An in-depth discussion of nociceptive and neuropathic pain is beyond the scope of this column, but the key concepts are straightforward: Nociceptive pain is typically responsive to anti-inflammatory agents and opiates, whereas, for unclear reasons, neuropathic pain is often poorly responsive to these agents. Recent studies suggest that in neuropathic pain, anatomic and physiological changes occur within the spinal cord and perhaps the brain. These consequences of central nervous system plasticity mean that some of the processes that generate neuropathic pain may, over a relatively short period of time, become hardwired into the nervous system.[11]

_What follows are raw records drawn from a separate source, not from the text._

//! Benchmark knobs read from the environment.
//!
//! `CLUMP_BENCH_TIER=full` adds the largest selection size and longer
//! measurement windows. `CLUMP_BENCH_SEED` fixes the scene generator so
//! runs on different machines compare the same layouts.

use std::env;

const DEFAULT_SEED: u64 = 0xC0FFEE;

#[derive(Debug, Clone, Copy, PartialEq, Eq)]
pub enum BenchTier {
    Quick,
    Full,
}

#[derive(Debug, Clone, Copy)]
pub struct BenchSettings {
    pub tier: BenchTier,
    pub seed: u64,
}

impl BenchSettings {
    pub fn from_env() -> Self {
        let tier = match env::var("CLUMP_BENCH_TIER").as_deref() {
            Ok("full") => BenchTier::Full,
            _ => BenchTier::Quick,
        };
        let seed = env::var("CLUMP_BENCH_SEED")
            .ok()
            .and_then(|v| v.parse().ok())
            .unwrap_or(DEFAULT_SEED);
        Self { tier, seed }
    }

    /// Number of selected nodes per scene at this tier.
    pub fn selection_sizes(&self) -> &'static [usize] {
        match self.tier {
            BenchTier::Quick => &[64, 256],
            BenchTier::Full => &[64, 256, 1024],
        }
    }
}
//! High-level grouping API.
//!
//! - `partition_selection()` - cluster a selection without touching the scene
//! - `assemble_partition()` - build a container for every multi-member cluster
//! - `group_selection()` - both, in one call

use std::fmt::Debug;
use std::hash::Hash;

use tracing::{info, warn};

use crate::cluster::{ClusterPartition, GeometryIndex, partition};
use crate::compose::{Assembly, assemble};
use crate::error::Result;
use crate::params::{AssembleParams, ClusterParams};
use crate::scene::SceneGraph;

/// Outcome of grouping a selection.
#[derive(Debug, Clone, PartialEq, Eq)]
pub struct GroupingReport<N> {
    /// One entry per container built, in cluster order.
    pub assemblies: Vec<Assembly<N>>,
    /// Clusters of a single node, left untouched.
    pub singletons: usize,
    /// Clusters whose container could not be created.
    pub failed_clusters: usize,
}

impl<N> Default for GroupingReport<N> {
    fn default() -> Self {
        Self {
            assemblies: Vec::new(),
            singletons: 0,
            failed_clusters: 0,
        }
    }
}

impl<N: Copy + Eq + Hash + Debug> GroupingReport<N> {
    pub fn containers(&self) -> Vec<N> {
        self.assemblies.iter().map(|a| a.container).collect()
    }

    /// Host failures skipped across all assemblies.
    pub fn skipped_failures(&self) -> usize {
        self.assemblies.iter().map(|a| a.failures).sum()
    }
}

/// Clusters `shapes` under `params`. Reads only.
pub fn partition_selection<S>(
    scene: &S,
    shapes: &[S::Node],
    params: &ClusterParams,
) -> Result<ClusterPartition<S::Node>>
where
    S: SceneGraph,
{
    params.validate()?;
    let index = GeometryIndex::build(scene, shapes);
    Ok(partition(&index, params))
}

/// Assembles every cluster with more than one member.
///
/// A cluster whose container can't be created is counted and skipped; the
/// remaining clusters are still processed.
pub fn assemble_partition<S>(
    scene: &mut S,
    clusters: &ClusterPartition<S::Node>,
    params: &AssembleParams,
) -> GroupingReport<S::Node>
where
    S: SceneGraph,
{
    let mut report = GroupingReport {
        singletons: clusters.singletons(),
        ..GroupingReport::default()
    };

    for cluster in clusters.groupable() {
        match assemble(scene, cluster, params) {
            Ok(Some(assembly)) => report.assemblies.push(assembly),
            Ok(None) => {}
            Err(e) => {
                report.failed_clusters += 1;
                warn!(size = cluster.len(), error = %e, "could not assemble cluster");
            }
        }
    }

    info!(
        containers = report.assemblies.len(),
        singletons = report.singletons,
        failed = report.failed_clusters,
        "grouped selection"
    );
    report
}

/// Clusters `shapes` and assembles each multi-member cluster.
pub fn group_selection<S>(
    scene: &mut S,
    shapes: &[S::Node],
    cluster_params: &ClusterParams,
    assemble_params: &AssembleParams,
) -> Result<GroupingReport<S::Node>>
where
    S: SceneGraph,
{
    let clusters = partition_selection(&*scene, shapes, cluster_params)?;
    Ok(assemble_partition(scene, &clusters, assemble_params))
}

Postoperative and posttraumatic pain are primarily nociceptive and not neuropathic in nature. A simple fracture produces somatic nociceptive pain and should respond to an anti-inflammatory or opiate. A stone in the ureter produces visceral somatic pain and often responds well to an anti-inflammatory or opiate. Despite the fact that most acute pain is nociceptive, there are relatively common acute situations in which nociceptive and neuropathic pain occur together. An example is the patient with an acute herniated disc who experiences somatic nociceptive pain from the disruption of the disc and neuropathic pain from compression and inflammation of the nerve root. Thus, in this case, treatment should be directed at both the somatic and neuropathic pain components.